Exercise brief> When a line of the entries below contains "clone", it counts once; state how many such lines there are and nothing else.
--- Given information Enclosed Below ---
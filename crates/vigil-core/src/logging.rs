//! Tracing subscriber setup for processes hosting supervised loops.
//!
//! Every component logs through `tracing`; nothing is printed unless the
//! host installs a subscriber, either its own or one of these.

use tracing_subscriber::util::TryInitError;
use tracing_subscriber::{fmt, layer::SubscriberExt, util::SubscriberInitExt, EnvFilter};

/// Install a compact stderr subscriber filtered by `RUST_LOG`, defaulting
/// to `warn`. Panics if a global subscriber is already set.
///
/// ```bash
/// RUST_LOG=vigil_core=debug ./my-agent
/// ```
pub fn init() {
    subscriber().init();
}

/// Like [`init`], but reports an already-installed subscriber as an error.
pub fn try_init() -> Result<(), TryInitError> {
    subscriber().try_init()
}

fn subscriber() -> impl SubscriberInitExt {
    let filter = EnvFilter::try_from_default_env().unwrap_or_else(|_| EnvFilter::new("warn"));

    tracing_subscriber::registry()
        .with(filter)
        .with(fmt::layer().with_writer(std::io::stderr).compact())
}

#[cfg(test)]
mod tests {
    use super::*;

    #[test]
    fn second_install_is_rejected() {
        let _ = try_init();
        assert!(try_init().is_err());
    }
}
--- End of Enclosed Given information ---
--- Given information Enclosed Below ---
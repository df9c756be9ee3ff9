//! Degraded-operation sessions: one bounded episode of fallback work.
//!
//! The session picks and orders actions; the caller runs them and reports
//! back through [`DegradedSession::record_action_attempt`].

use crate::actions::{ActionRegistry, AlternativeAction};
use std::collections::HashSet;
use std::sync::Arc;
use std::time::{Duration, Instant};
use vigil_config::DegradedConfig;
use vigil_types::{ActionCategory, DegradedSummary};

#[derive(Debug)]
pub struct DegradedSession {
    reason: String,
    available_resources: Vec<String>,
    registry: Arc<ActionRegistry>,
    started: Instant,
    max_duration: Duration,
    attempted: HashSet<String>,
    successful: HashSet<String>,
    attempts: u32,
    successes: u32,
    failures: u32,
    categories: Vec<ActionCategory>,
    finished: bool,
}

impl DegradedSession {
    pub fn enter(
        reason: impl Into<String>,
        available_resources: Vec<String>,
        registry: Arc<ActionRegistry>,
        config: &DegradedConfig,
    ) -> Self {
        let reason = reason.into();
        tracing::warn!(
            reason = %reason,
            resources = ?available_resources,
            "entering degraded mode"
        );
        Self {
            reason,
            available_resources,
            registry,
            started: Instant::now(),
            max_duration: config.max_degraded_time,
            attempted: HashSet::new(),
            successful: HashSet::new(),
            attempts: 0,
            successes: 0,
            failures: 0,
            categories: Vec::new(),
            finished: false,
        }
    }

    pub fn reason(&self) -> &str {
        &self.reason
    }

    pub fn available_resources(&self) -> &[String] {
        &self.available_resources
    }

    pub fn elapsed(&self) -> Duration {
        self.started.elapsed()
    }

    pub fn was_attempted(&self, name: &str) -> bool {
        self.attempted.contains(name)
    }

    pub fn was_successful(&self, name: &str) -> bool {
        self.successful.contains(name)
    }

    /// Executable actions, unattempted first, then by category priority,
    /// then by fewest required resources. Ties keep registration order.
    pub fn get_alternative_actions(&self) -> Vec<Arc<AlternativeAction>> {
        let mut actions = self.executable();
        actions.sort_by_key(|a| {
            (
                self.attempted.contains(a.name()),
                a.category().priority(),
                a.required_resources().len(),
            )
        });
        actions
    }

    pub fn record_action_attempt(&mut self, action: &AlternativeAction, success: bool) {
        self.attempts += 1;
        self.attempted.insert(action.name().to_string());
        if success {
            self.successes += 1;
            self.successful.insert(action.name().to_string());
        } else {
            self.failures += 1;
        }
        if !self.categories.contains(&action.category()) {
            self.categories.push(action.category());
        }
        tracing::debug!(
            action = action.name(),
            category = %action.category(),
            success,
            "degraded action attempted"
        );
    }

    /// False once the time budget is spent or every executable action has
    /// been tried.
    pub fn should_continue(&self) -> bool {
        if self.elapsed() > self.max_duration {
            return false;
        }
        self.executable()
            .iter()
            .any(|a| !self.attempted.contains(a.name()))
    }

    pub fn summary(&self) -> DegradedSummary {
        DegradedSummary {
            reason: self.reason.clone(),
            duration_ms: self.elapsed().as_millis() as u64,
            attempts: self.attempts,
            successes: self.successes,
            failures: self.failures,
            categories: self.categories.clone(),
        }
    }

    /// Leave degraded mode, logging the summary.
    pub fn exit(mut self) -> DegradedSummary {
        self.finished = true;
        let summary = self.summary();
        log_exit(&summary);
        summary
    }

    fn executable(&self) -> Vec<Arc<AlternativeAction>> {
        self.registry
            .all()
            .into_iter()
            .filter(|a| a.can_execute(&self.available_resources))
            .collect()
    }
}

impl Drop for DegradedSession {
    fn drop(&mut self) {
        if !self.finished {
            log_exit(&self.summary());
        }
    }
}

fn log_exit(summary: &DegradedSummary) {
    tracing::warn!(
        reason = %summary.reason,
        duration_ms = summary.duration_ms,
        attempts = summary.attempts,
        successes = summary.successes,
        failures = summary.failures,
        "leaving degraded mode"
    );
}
--- End of Enclosed Given information ---
Written answer> 2